— Task details —
Copy nothing from the entries below except the lines from the one containing "filename jumpstart-examples/src/bin/hello_window.rs" through the one containing "fn run(library: &LibraryState, windows: &mut", and copy those exactly.

--- Extracted material Enclosed Below ---

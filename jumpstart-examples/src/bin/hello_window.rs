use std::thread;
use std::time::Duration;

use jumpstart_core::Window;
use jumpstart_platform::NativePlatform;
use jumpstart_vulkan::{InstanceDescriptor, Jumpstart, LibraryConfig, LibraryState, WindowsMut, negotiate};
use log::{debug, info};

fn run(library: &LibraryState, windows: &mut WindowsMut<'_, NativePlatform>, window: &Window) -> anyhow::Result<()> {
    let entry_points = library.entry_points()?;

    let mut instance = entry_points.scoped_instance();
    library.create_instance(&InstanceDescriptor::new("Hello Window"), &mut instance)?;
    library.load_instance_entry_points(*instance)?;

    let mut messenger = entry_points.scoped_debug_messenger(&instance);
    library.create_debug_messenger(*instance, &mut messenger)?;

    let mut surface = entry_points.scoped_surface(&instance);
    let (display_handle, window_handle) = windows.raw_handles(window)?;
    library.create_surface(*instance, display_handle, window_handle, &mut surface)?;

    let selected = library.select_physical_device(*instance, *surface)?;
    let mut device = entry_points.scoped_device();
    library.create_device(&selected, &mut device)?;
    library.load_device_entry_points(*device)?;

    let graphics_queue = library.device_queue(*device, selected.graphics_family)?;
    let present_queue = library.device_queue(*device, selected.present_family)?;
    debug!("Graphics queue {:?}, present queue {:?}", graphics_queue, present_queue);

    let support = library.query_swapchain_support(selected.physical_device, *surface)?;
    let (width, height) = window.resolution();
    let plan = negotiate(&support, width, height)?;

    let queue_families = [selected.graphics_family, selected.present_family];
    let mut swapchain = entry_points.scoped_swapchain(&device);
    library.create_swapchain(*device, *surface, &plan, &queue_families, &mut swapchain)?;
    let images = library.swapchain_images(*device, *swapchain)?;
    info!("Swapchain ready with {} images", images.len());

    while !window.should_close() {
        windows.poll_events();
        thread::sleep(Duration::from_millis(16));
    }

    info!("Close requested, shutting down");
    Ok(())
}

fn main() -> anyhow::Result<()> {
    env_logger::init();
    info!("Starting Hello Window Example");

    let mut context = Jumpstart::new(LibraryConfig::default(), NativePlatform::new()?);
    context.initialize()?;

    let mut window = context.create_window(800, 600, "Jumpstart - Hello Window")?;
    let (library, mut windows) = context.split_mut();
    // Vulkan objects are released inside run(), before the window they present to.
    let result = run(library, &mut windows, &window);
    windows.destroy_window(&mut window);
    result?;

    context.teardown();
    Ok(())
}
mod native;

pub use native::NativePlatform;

--- End of Enclosed Extracted material ---
--- Extracted material Enclosed Below ---

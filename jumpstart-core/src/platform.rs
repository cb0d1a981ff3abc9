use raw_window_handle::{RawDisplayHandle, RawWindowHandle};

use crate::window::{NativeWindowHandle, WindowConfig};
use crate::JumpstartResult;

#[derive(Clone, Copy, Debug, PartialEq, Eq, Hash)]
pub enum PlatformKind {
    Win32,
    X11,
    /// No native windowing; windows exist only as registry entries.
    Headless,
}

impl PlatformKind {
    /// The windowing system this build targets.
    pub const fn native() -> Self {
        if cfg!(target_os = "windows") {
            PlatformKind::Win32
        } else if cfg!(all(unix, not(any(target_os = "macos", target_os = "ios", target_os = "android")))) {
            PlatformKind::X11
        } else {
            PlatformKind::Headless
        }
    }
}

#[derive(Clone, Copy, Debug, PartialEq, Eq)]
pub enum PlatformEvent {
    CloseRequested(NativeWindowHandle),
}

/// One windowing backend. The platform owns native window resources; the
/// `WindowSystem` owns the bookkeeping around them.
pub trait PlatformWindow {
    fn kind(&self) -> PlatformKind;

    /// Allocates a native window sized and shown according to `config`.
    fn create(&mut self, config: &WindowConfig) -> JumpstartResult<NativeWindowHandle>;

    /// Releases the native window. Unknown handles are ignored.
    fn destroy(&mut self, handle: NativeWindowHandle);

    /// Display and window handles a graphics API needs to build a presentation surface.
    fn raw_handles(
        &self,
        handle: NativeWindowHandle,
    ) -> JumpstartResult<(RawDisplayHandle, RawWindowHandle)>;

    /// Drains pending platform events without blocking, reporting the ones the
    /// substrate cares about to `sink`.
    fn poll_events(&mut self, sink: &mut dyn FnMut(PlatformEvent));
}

--- End of Enclosed Extracted material ---
--- Extracted material Enclosed Below ---

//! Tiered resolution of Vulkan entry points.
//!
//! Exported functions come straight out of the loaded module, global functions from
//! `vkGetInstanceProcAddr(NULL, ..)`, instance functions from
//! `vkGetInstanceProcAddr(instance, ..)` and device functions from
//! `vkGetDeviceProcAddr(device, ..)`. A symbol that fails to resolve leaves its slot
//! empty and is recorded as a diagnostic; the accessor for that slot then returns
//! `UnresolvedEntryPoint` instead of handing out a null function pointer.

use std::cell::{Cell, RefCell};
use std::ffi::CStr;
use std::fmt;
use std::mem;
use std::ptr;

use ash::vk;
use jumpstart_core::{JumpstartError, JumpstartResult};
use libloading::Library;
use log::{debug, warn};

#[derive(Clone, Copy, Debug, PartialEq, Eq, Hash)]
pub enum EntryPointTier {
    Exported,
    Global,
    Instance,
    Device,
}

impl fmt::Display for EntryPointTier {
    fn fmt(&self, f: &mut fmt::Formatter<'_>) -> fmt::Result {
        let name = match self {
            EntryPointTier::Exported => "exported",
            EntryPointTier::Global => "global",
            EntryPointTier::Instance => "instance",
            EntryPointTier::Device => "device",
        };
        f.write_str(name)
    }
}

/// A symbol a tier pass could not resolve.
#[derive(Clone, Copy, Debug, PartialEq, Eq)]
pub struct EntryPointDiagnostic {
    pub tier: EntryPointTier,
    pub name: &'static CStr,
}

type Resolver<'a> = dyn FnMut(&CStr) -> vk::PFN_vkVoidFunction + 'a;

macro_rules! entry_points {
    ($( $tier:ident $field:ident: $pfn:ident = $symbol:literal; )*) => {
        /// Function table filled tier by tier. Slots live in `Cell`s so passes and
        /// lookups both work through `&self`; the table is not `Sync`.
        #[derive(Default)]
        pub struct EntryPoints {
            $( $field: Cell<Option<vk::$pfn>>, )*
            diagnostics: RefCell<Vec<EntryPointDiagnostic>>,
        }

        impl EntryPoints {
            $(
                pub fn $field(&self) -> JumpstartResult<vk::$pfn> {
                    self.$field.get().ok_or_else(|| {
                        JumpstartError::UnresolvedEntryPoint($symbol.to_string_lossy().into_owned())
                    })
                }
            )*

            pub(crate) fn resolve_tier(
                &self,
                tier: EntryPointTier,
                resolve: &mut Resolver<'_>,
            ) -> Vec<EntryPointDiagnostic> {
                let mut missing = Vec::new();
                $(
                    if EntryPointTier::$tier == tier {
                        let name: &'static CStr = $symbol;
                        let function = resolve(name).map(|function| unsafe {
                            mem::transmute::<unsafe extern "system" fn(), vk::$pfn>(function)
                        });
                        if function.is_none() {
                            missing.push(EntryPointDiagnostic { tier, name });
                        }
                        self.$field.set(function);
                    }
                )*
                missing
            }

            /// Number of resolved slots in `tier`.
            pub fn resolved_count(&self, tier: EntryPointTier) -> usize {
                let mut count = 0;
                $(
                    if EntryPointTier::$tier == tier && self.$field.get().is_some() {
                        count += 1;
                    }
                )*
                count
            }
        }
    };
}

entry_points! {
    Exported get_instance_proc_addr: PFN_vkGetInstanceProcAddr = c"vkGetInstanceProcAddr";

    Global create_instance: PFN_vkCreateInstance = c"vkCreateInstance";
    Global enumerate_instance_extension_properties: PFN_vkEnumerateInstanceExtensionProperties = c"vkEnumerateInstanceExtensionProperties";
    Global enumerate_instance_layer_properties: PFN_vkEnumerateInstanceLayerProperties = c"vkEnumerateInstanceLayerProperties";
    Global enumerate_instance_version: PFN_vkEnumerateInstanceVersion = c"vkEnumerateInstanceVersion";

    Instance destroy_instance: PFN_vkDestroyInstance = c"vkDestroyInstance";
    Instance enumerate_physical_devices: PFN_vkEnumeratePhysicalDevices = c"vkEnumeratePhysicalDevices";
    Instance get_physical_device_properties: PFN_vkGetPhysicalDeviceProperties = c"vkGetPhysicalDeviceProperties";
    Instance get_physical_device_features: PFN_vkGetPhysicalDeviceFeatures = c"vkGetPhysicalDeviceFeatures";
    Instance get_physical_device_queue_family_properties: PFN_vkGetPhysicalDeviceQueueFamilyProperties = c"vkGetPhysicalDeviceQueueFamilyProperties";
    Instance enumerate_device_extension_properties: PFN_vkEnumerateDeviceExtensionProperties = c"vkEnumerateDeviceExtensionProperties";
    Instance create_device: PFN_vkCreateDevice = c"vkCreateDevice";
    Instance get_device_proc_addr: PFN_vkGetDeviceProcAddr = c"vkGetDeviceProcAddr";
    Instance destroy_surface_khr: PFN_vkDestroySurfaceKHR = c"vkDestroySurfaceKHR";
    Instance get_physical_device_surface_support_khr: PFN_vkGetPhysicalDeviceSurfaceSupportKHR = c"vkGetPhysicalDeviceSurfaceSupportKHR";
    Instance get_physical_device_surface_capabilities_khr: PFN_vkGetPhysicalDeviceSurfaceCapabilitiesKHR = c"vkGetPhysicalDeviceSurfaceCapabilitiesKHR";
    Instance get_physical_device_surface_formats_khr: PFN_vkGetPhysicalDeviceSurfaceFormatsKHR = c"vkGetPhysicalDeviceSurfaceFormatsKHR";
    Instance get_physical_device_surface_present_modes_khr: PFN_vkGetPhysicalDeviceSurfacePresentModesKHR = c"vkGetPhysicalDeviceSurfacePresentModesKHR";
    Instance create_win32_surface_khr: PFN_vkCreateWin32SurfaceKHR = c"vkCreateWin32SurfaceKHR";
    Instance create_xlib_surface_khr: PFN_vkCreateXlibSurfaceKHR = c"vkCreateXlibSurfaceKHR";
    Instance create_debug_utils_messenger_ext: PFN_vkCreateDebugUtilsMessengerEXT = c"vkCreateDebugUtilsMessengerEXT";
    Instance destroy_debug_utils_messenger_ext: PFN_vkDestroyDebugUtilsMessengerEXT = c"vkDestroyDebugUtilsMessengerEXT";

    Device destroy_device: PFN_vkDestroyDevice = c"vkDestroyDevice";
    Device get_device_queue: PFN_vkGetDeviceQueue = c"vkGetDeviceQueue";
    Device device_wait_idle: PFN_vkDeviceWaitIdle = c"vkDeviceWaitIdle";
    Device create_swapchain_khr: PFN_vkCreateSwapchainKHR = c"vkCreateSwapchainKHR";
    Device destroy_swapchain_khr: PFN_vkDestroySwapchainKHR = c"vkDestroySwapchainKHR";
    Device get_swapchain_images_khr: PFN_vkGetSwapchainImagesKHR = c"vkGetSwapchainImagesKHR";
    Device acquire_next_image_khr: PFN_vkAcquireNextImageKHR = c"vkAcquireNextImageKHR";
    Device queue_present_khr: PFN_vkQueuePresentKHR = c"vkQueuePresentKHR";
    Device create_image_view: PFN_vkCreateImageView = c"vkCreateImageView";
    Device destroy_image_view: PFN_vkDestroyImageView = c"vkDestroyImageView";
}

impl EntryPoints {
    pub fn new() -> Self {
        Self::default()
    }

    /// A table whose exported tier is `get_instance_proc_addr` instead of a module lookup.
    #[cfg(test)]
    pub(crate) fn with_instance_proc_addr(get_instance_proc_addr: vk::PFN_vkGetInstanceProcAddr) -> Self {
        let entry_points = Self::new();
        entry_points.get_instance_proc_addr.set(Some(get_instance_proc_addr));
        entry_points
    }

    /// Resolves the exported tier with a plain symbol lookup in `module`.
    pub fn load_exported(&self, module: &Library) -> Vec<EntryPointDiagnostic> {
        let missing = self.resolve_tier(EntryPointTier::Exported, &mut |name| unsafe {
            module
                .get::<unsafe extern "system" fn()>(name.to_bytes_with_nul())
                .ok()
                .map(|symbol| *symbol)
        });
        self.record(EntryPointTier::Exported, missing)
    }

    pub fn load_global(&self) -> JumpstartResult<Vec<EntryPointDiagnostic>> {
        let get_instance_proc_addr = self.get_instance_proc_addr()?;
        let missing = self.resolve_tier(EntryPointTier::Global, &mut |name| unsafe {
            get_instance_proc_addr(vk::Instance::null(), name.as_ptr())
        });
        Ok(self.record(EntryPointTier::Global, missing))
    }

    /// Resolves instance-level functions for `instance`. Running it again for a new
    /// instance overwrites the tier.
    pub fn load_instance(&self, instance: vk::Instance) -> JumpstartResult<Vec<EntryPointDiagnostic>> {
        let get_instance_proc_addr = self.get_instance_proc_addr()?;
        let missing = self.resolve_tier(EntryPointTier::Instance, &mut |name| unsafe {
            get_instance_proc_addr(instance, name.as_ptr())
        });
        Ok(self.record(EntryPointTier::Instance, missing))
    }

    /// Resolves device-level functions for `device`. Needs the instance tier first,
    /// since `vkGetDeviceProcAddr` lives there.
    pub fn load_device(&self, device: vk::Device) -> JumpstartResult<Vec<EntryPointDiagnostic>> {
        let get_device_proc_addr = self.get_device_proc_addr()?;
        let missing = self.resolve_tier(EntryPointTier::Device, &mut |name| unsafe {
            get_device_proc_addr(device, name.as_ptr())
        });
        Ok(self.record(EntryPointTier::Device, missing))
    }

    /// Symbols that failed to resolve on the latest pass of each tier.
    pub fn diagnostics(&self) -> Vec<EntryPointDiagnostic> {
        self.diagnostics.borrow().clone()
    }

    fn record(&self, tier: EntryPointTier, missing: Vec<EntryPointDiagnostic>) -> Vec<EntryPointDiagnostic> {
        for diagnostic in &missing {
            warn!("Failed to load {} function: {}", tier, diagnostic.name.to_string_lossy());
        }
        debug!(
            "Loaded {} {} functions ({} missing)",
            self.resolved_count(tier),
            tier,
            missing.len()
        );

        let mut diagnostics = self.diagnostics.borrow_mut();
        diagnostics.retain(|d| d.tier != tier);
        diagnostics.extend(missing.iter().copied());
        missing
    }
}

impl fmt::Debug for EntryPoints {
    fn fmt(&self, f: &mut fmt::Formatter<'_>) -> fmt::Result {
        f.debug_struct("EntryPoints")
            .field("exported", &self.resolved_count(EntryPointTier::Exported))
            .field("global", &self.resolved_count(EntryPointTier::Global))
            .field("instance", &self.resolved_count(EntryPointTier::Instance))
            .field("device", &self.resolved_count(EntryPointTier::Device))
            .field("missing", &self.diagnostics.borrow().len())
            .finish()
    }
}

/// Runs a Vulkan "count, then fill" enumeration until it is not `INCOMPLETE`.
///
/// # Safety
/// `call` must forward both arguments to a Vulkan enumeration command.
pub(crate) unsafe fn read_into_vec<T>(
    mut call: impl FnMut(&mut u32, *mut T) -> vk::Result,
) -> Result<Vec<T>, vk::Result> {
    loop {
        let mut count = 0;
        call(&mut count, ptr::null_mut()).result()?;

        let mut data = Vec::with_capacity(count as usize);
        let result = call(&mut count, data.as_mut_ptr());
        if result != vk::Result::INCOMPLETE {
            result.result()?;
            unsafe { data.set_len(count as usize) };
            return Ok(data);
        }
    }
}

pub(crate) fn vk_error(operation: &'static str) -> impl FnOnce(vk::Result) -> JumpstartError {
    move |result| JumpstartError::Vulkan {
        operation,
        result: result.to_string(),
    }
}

--- End of Enclosed Extracted material ---

— Finished task —
filename jumpstart-examples/src/bin/hello_window.rs
use std::thread;
use std::time::Duration;

use jumpstart_core::Window;
use jumpstart_platform::NativePlatform;
use jumpstart_vulkan::{InstanceDescriptor, Jumpstart, LibraryConfig, LibraryState, WindowsMut, negotiate};
use log::{debug, info};

fn run(library: &LibraryState, windows: &mut WindowsMut<'_, NativePlatform>, window: &Window) -> anyhow::Result<()> {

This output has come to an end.